The white, bent, rusted pole that held the “Tall Fox Novelties” sign remains close to the curb on Broad Street in Montoursville. But the orange, blue and white Rexall thermometer in the alley by the old store is long gone.

Let me bring you some warm memories on a cold day. Maybe you frequented one place or the other, but I got the pleasure to do both on one day many times over!

My mother, Marie, did plenty of baking for us, especially cakes or pies on special occasions. Usually, there would be a “theme” to the cake, not just a chosen flavor. For example, if my birthday fell on the same day as the Indy 500 race in May, she’d search out small racecars and made a track on top. Using icing as “guard rails” she would need to “garnish” it with the important stuff.

Off to Tall Fox Novelties we went. We walked the narrow sidewalk to the back of the store and opened up a wooden door that lead us up steps to the second floor. A massage parlor now resides there in that building. Still has the white paint, still the narrow sidewalk, but it shows how times have changed.

Once inside Tall Fox, you’d see shelves full of boxes with things to decorate with. Mother would tell me to look for the plastic cars and checkered flags to put on the birthday cake. Meanwhile, she was searching for things to put on wreaths (small birds?) or other items to decorate the house with during the holidays.

It was fun as a young lad to be able to pick out what was going to be on your special cake. If I couldn’t find what I was looking for, the helpful clerks at Tall Fox would step up the search. But I really liked doing it myself, as they had so many bins to sort through. (I do the same thing these days at auto swap meets or antique stores).

Mother always smiled within this place. I mean, we were buying nickel and dime plastic and tin stuff, no doubt made in Japan, but it might as well have been diamonds from Belgium. You needn’t ask why — it’s because she knew these various knick-knacks were going to find a place on a cake or delicious delicacy as decoration to make someone happy.

Like the fluff on a parade float! Oh yes, Tall Fox also sold the colored candles for me to blow out! At that point in time, all 10 or 11 of them.

I’m not sure where you find these bakery decorations and paraphernalia these days. But trust me, it’s not at a massage parlor. Maybe the local dollar store.

The cakes looked spectacular after a jaunt to Tall Fox. They also had plastic animals, flowers, butterflies, letters, and numbers in all sizes to customize your concoction. I remember one year my mother put zebras and giraffes on my brothers birthday cake. Our house was already a “zoo” at the time, so maybe she was just continuing a common theme.

The day wasn’t done yet. From there we walked about one or two blocks west to the Rexall drug store/pharmacy. An Edward Jones investment firm building now resides there.

Rexall had licensed their brand name to as many as 12,000 drug stores across the United States from 1920 to 1977. The “Rex” in their name came from the Rx abbreviation for medical prescriptions.

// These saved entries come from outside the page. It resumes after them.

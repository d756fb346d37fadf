use tracing::debug;

use crate::error::Result;
use crate::features::ShadowRule;

use super::{RouteCategory, RouteContext, RouteMapper};

/// Redirects every unit whose data source has a shadow counterpart. Units
/// without a mapping keep their production data source.
pub fn route(context: RouteContext, rule: &ShadowRule) -> Result<RouteContext> {
    context.map_data_sources(RouteCategory::Shadow, |mapper| {
        Ok(match rule.shadow_data_source(&mapper.actual_name) {
            Some(shadow) => {
                debug!(production = %mapper.actual_name, shadow, "shadow data source substituted");
                RouteMapper::new(mapper.logic_name.clone(), shadow)
            }
            None => mapper.clone(),
        })
    })
}

#[cfg(test)]
mod tests {
    use super::*;
    use crate::config::{ShadowDataSourceConfiguration, ShadowRuleConfiguration};
    use crate::route::{RouteContextBuilder, RouteUnit};

    #[test]
    fn test_only_mapped_sources_move() {
        let rule = ShadowRule::build(&ShadowRuleConfiguration {
            data_sources: vec![ShadowDataSourceConfiguration {
                production_data_source: "ds_0".to_string(),
                shadow_data_source: "ds_0_shadow".to_string(),
            }],
            ..Default::default()
        });
        let mut builder = RouteContextBuilder::new();
        builder.push(RouteUnit::new(RouteMapper::identity("ds_0"), [RouteMapper::identity("t")]));
        builder.push(RouteUnit::new(RouteMapper::identity("ds_1"), [RouteMapper::identity("t")]));
        let source = builder.build(RouteCategory::SingleTable, &[]).unwrap();
        let context = route(source, &rule).unwrap();
        assert_eq!(context.category(), &RouteCategory::Shadow);
        assert_eq!(context.units()[0].data_source(), "ds_0_shadow");
        assert_eq!(context.units()[0].logic_data_source(), "ds_0");
        assert_eq!(context.units()[1].data_source(), "ds_1");
    }
}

The small one on Broad Street in Montoursville was typical of the time; a swiveling rack of paperback novels, a magazine rack with the latest periodicals, drugs for colds, congestion, diaper rash (A+D to the rescue), vitamins, lip balm, toothbrushes, gels, creams, and everything in between.

On a Saturday afternoon in the early 1970s, it could easily become as busy as a department store because prescriptions had to be filled and delivered.

It’s here where mom would get a bottle of aspirin (Lord knows she needed it for family bred headaches), a few cards as in “thank you” or “happy anniversary.” And maybe something on special like Easter candy or Halloween decorations. She also let me pick out a car magazine off the rack to read that Saturday af.ternoon. Another simple pleasure now usually replaced by an Internet screen.

Sorry to say, I still like to HOLD my reading material, and secondly, I kept all those magazines my momma bought for me. Great reference material. Not just for road tests — but memories!

As we left the store, I’d peek around the corner to look at the long, colorful thermometer they had mounted on the brick wall of the franchise. Mom would ask, “What’s the temperature?” And I’d say, “It’s wrong because its always in the shade. The sun never hits it!”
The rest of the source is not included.